Uma vez que a sua maior dificuldade é a linguagem compreensiva e expressiva, Carla tem sempre algum cuidado quando lhe coloca alguma questão. “Quando o faço, específico de forma a facilitar a resposta. Por exemplo, se quero que ele me diga o nome de frutos, começo eu por dizer um ou dois para ele depois dar continuidade”, exemplifica.
Não obstante, também não faltam, aos pais, estratégias para o ajudar a superar as dificuldades.
Para além de criarem e manterem uma rotina, procuram antecipar os conteúdos desenvolvidos na sala de aula.
“Temos de criar espaços temporais de apoio, curtos e frequentes, para que o Daniel saiba que naquele dia, àquela hora, é aquilo que tem de fazer”, começa por explica Nuno Delgado.
“Temos um calendário feito por nós, pendurado no frigorífico, com fotografias e grafismos do que é para fazer todos os dias. Assim, se ele tiver dúvidas ou ficar baralhado, vai lá e vê o que tem de fazer”, afirma.
“Em termos de antecipação, pedindo a programação da semana à professora Carla, e usando-a para lançar pistas para que ele nos conte o dia-a-dia. Quando for para a primária, tentar antecipar as matérias para que ele vá mais bem preparado”, acrescenta.
No entanto, e apesar de tudo, para estes pais a integração é a chave do sucesso, independentemente das estratégias que possam ser usadas.
“O importante é incluí-los no meio de crianças sem este transtorno, de forma a ser-lhes «imposto» a maneira de estar, as suas práticas e métodos de aprendizagem.
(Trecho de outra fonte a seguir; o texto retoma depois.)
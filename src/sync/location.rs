use anyhow::{bail, Context, Result};
use chrono::Duration;
use serde::Deserialize;
use tracing::{debug, warn};

use crate::auth::ecr::{EcrPublicRefresher, EcrRefresher};
use crate::auth::gcr::GcrRefresher;
use crate::auth::{Credentials, SharedCredentials};
use crate::registry::{classify, ListSourceType, RegistryKind};
use crate::sync::config::parse_duration;

pub fn minimum_auth_refresh() -> Duration {
    Duration::hours(1)
}

/// Per-location lister settings from the config file.
#[derive(Debug, Clone, Deserialize)]
pub struct ListerSettings {
    #[serde(rename = "type")]
    pub source_type: String,
    #[serde(default)]
    pub search: Option<String>,
    #[serde(rename = "aws-profile", default)]
    pub aws_profile: Option<String>,
}

/// One side of a task: a registry, how to authenticate against it, and how
/// to list its repositories.
#[derive(Deserialize)]
pub struct Location {
    #[serde(default)]
    pub registry: String,
    #[serde(default)]
    pub auth: String,
    #[serde(rename = "skip-tls-verify", default)]
    pub skip_tls_verify: bool,
    #[serde(rename = "auth-refresh", default)]
    pub auth_refresh: Option<String>,
    #[serde(default)]
    pub lister: Option<ListerSettings>,

    #[serde(skip)]
    kind: RegistryKind,
    #[serde(skip)]
    creds: SharedCredentials,
}

impl Location {
    pub fn validate(&mut self) -> Result<()> {
        if self.registry.is_empty() {
            bail!("registry not set");
        }

        self.kind = classify(&self.registry);

        if let Some(lister) = &self.lister {
            let typ = ListSourceType::parse(&lister.source_type)?;
            if typ == ListSourceType::Index
                && lister.search.as_deref().unwrap_or_default().is_empty()
            {
                bail!("index lister requires a search expression");
            }
        }

        let disable_auth = self.auth == "none";
        if disable_auth {
            self.auth = String::new();
        }

        // move auth into credentials
        let creds = if self.auth.is_empty() {
            Credentials::default()
        } else {
            let creds = Credentials::from_auth(&self.auth).context("invalid auth")?;
            self.auth = String::new();
            creds
        };
        self.creds = SharedCredentials::new(creds.into());

        let mut interval = Duration::zero();
        if let Some(refresh) = &self.auth_refresh {
            interval = Duration::from_std(parse_duration(refresh)?)
                .context("auth-refresh interval out of range")?;
            if !interval.is_zero() && interval < minimum_auth_refresh() {
                warn!(
                    registry = %self.registry,
                    "auth-refresh too short, setting to minimum: {}h",
                    minimum_auth_refresh().num_hours()
                );
                interval = minimum_auth_refresh();
            }
        }

        let profile = self
            .lister
            .as_ref()
            .and_then(|l| l.aws_profile.clone());

        match &self.kind {
            RegistryKind::EcrPrivate { region, account } if !disable_auth => {
                let refresher = EcrRefresher::new(account, region, interval, profile);
                self.set_refresher(Box::new(refresher));
            }
            RegistryKind::EcrPublic { region, .. } if !disable_auth => {
                let refresher = EcrPublicRefresher::new(region, interval, profile);
                self.set_refresher(Box::new(refresher));
            }
            kind if kind.is_ecr() => {} // auth explicitly disabled
            _ if !interval.is_zero() => {
                bail!(
                    "'{}' wants authentication refresh, but is not an ECR registry",
                    self.registry
                );
            }
            RegistryKind::Gcr | RegistryKind::Gar if !disable_auth => {
                self.set_refresher(Box::new(GcrRefresher::new()));
            }
            _ => {}
        }

        Ok(())
    }

    fn set_refresher(&self, refresher: Box<dyn crate::auth::Refresher>) {
        self.creds
            .try_lock()
            .expect("credentials locked during setup")
            .set_refresher(refresher);
    }

    pub fn kind(&self) -> &RegistryKind {
        &self.kind
    }

    pub fn credentials(&self) -> SharedCredentials {
        self.creds.clone()
    }

    pub fn aws_profile(&self) -> Option<&str> {
        self.lister.as_ref().and_then(|l| l.aws_profile.as_deref())
    }

    /// The wire-format credential string handed to relays, empty when
    /// anonymous.
    pub async fn get_auth(&self) -> String {
        self.creds.lock().await.auth()
    }

    pub async fn refresh_auth(&self) -> Result<()> {
        debug!(registry = %self.registry, "refreshing credentials");
        self.creds.lock().await.refresh().await
    }
}

#[cfg(test)]
mod tests {
    use super::*;

    fn location(registry: &str) -> Location {
        Location {
            registry: registry.to_string(),
            auth: String::new(),
            skip_tls_verify: false,
            auth_refresh: None,
            lister: None,
            kind: RegistryKind::Plain,
            creds: SharedCredentials::default(),
        }
    }

    #[test]
    fn test_registry_required() {
        assert!(location("").validate().is_err());
    }

    #[test]
    fn test_classification_on_validate() {
        let mut loc = location("123456789012.dkr.ecr.eu-west-1.amazonaws.com");
        loc.validate().unwrap();
        assert!(loc.kind().is_ecr());

        let mut loc = location("eu.gcr.io");
        loc.validate().unwrap();
        assert_eq!(*loc.kind(), RegistryKind::Gcr);

        let mut loc = location("registry.example.com");
        loc.validate().unwrap();
        assert_eq!(*loc.kind(), RegistryKind::Plain);
    }

    #[test]
    fn test_auth_refresh_floor() {
        let mut loc = location("123456789012.dkr.ecr.eu-west-1.amazonaws.com");
        loc.auth_refresh = Some("10m".to_string());
        // raised to the minimum without failing validation
        loc.validate().unwrap();
    }

    #[test]
    fn test_auth_refresh_requires_ecr() {
        let mut loc = location("registry.example.com");
        loc.auth_refresh = Some("2h".to_string());
        assert!(loc.validate().is_err());
    }

    #[test]
    fn test_zero_auth_refresh_is_allowed_anywhere() {
        let mut loc = location("registry.example.com");
        loc.auth_refresh = Some("0s".to_string());
        loc.validate().unwrap();
    }

    #[test]
    fn test_auth_none_disables_auth() {
        let mut loc = location("eu.gcr.io");
        loc.auth = "none".to_string();
        loc.validate().unwrap();
        assert!(loc.auth.is_empty());
    }

    #[test]
    fn test_index_lister_requires_search() {
        let mut loc = location("registry.example.com");
        loc.lister = Some(ListerSettings {
            source_type: "index".to_string(),
            search: None,
            aws_profile: None,
        });
        assert!(loc.validate().is_err());
    }

    #[tokio::test]
    async fn test_get_auth_roundtrip() {
        use base64::engine::general_purpose::STANDARD as BASE64;
        use base64::Engine;

        let mut loc = location("registry.example.com");
        loc.auth = BASE64.encode("johndoe:secret");
        loc.validate().unwrap();
        assert_eq!(loc.get_auth().await, BASE64.encode("johndoe:secret"));
    }
}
Uma resposta certa, em contexto de escola à professora, ou uma ida ao quadro com sucesso é, para estas crianças, valorizado duas vezes mais, aumentando-lhes a auto confiança”, afirma o pai.
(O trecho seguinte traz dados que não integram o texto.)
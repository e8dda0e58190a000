//! The sync engine: relay selection, one-off and periodic task dispatch,
//! signal handling, config-watch driven restarts, and graceful shutdown.

pub mod config;
pub mod location;
pub mod mapping;
pub mod task;
pub mod watch;

use std::sync::Arc;
use std::time::Duration;

use anyhow::{bail, Context, Result};
use regex::Regex;
use tokio::signal::unix::{signal, SignalKind};
use tokio::sync::{mpsc, Notify};
use tokio::time::Instant;
use tracing::{error, info};

use crate::relays::docker::{self, DockerRelay};
use crate::relays::skopeo::{self, SkopeoRelay};
use crate::relays::{Relay, SyncOptions};
use crate::sync::config::SyncConfig;
use crate::sync::task::Task;
use crate::sync::watch::ConfigWatcher;
use crate::util;

// events from the config watch are debounced to absorb partial writes
const WATCH_DEBOUNCE: Duration = Duration::from_secs(5);

/// Handle for nudging a running engine from the outside, mainly used by
/// tests: request a shutdown and wait for the engine's acknowledging tick.
#[derive(Clone)]
pub struct SyncHandle {
    shutdown: mpsc::Sender<()>,
    ticks: Arc<Notify>,
}

impl SyncHandle {
    pub async fn shutdown(&self) {
        let _ = self.shutdown.send(()).await;
        self.wait_for_tick().await;
    }

    pub async fn wait_for_tick(&self) {
        self.ticks.notified().await;
    }
}

pub struct Sync {
    relay: Box<dyn Relay>,
    shutdown_tx: mpsc::Sender<()>,
    shutdown_rx: Option<mpsc::Receiver<()>>,
    ticks: Arc<Notify>,
}

impl Sync {
    pub fn new(conf: &SyncConfig, dry_run: bool) -> Result<Self> {
        let relay: Box<dyn Relay> = match conf.relay.as_str() {
            id if id == docker::RELAY_ID => Box::new(
                DockerRelay::new(conf.docker.as_ref(), dry_run)
                    .context("cannot create sync relay")?,
            ),
            id if id == skopeo::RELAY_ID => {
                Box::new(SkopeoRelay::new(conf.skopeo.as_ref(), dry_run))
            }
            other => bail!("relay type '{}' not supported", other),
        };

        Ok(Self::with_relay(relay))
    }

    pub fn with_relay(relay: Box<dyn Relay>) -> Self {
        let (shutdown_tx, shutdown_rx) = mpsc::channel(1);
        Self {
            relay,
            shutdown_tx,
            shutdown_rx: Some(shutdown_rx),
            ticks: Arc::new(Notify::new()),
        }
    }

    pub fn handle(&self) -> SyncHandle {
        SyncHandle {
            shutdown: self.shutdown_tx.clone(),
            ticks: self.ticks.clone(),
        }
    }

    pub async fn dispose(&mut self) {
        if let Err(e) = self.relay.dispose().await {
            error!("error disposing relay: {:#}", e);
        }
    }

    fn tick(&self) {
        self.ticks.notify_one();
    }

    /// Run all matching tasks of the configuration: zero-interval tasks once,
    /// periodic tasks until a signal, shutdown request, or config change
    /// stops the engine. Returns whether a restart (config reload) was
    /// requested; any task failure turns into an error after the loop exits.
    pub async fn sync_from_config(
        &mut self,
        conf: &mut SyncConfig,
        task_filter: &str,
    ) -> Result<bool> {
        self.relay.prepare().await?;

        let filter = if task_filter.is_empty() {
            None
        } else {
            Some(
                util::compile_regex(task_filter, true)
                    .context("invalid task filter expression")?,
            )
        };

        // one-off tasks
        for ix in 0..conf.tasks.len() {
            let t = &conf.tasks[ix];
            if t.interval == 0 && matches_filter(&filter, &t.name) {
                self.sync_task(&mut conf.tasks[ix]).await;
            }
        }

        // periodic tasks
        let (tick_tx, mut tick_rx) = mpsc::channel::<usize>(1);
        let mut ticking = false;

        for ix in 0..conf.tasks.len() {
            let t = &mut conf.tasks[ix];
            if t.interval > 0 && matches_filter(&filter, &t.name) {
                t.start_ticking(ix, tick_tx.clone());
                ticking = true;
            }
        }

        let mut sigint = signal(SignalKind::interrupt())?;
        let mut sigterm = signal(SignalKind::terminate())?;
        let mut sighup = signal(SignalKind::hangup())?;

        let mut watcher = ConfigWatcher::new(conf.path(), conf.watch, conf.sha1().to_vec())
            .context("cannot watch config file")?;

        let mut shutdown_rx = self
            .shutdown_rx
            .take()
            .context("sync engine already running")?;

        let debounce = tokio::time::sleep(Duration::ZERO);
        tokio::pin!(debounce);
        let mut debounce_armed = false;

        let mut restart = false;

        while ticking {
            info!("waiting for next sync task...");
            tokio::select! {
                Some(ix) = tick_rx.recv() => {
                    self.sync_task(&mut conf.tasks[ix]).await;
                    self.tick();
                }
                _ = sigint.recv() => {
                    info!("received interrupt signal, stopping...");
                    ticking = false;
                }
                _ = sigterm.recv() => {
                    info!("received termination signal, stopping...");
                    ticking = false;
                }
                _ = sighup.recv() => {
                    info!("received hangup signal, restarting...");
                    ticking = false;
                    restart = true;
                }
                event = watcher.next() => {
                    if watcher.is_changed(&event) {
                        debounce.as_mut().reset(Instant::now() + WATCH_DEBOUNCE);
                        debounce_armed = true;
                    }
                }
                _ = &mut debounce, if debounce_armed => {
                    info!("configuration changed, restarting...");
                    ticking = false;
                    restart = true;
                }
                Some(_) = shutdown_rx.recv() => {
                    info!("shutdown flagged, stopping...");
                    ticking = false;
                    self.tick(); // release the shutdown client
                }
            }
        }

        self.shutdown_rx = Some(shutdown_rx);

        let mut errs = false;
        for t in &mut conf.tasks {
            t.stop_ticking().await;
            errs = errs || t.failed;
        }

        if errs {
            bail!("one or more sync tasks had errors, please see log for details");
        }

        info!("all done");
        Ok(restart)
    }

    async fn sync_task(&mut self, t: &mut Task) {
        if t.too_soon() {
            info!(task = %t.name, "task fired too soon, skipping");
            return;
        }

        info!(
            task = %t.name,
            source = %t.source.registry,
            target = %t.target.registry,
            "syncing task"
        );
        t.failed = false;

        for ix in 0..t.mappings.len() {
            info!(
                from = %t.mappings[ix].from,
                to = %t.mappings[ix].to,
                "mapping"
            );

            if let Err(e) = t.source.refresh_auth().await {
                error!("error refreshing source auth: {:#}", e);
                t.fail(true);
                continue;
            }
            if let Err(e) = t.target.refresh_auth().await {
                error!("error refreshing target auth: {:#}", e);
                t.fail(true);
                continue;
            }

            let pairs = match t.resolve_mapping(ix).await {
                Ok(pairs) => pairs,
                Err(e) => {
                    error!("error resolving mapping: {:#}", e);
                    t.fail(true);
                    continue;
                }
            };

            for (src, trgt) in pairs {
                if let Err(e) = t.ensure_target_exists(&trgt).await {
                    error!("cannot ensure target '{}' exists: {:#}", trgt, e);
                    t.fail(true);
                    break;
                }

                let opt = SyncOptions {
                    src_ref: src,
                    src_auth: t.source.get_auth().await,
                    src_skip_tls_verify: t.source.skip_tls_verify,
                    trgt_ref: trgt,
                    trgt_auth: t.target.get_auth().await,
                    trgt_skip_tls_verify: t.target.skip_tls_verify,
                    tags: t.mappings[ix].tag_set().clone(),
                    digests: t.mappings[ix].digests().clone(),
                    platform: t.mappings[ix].platform.clone(),
                    verbose: t.verbose,
                    task: t.name.clone(),
                    index: ix,
                };

                if let Err(e) = self.relay.sync(&opt).await {
                    error!("sync error: {:#}", e);
                    t.fail(true);
                }
            }
        }

        t.mark_ticked();
    }
}

fn matches_filter(filter: &Option<Regex>, name: &str) -> bool {
    match filter {
        Some(re) => re.is_match(name),
        None => true,
    }
}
Também a educadora garante que beneficiou não só o Daniel, como o resto da turma. “Todos os alunos da sala enriqueceram a sua formação pessoal e social. Tornaram-se mais responsáveis e mais crescidos ao “tomar conta” do Daniel”, revela.
“Quando recebi o Daniel e o apresentei ao grupo, disse-lhes que íamos ter um menino especial que precisava da nossa ajuda e do nosso carinho. E tem sido assim ao longo destes dois anos”, acrescenta Carla Ferreira.
“O Daniel é muito protegido e muito acarinhado pelos colegas. Como é muito meigo as meninas disputam entre si quem lhe dá a mão. Os rapazes defendem-no, avisam-me quando lhe falta algum material, consolam-no quando está triste e partilham com ele brinquedos e brincadeiras”, conclui.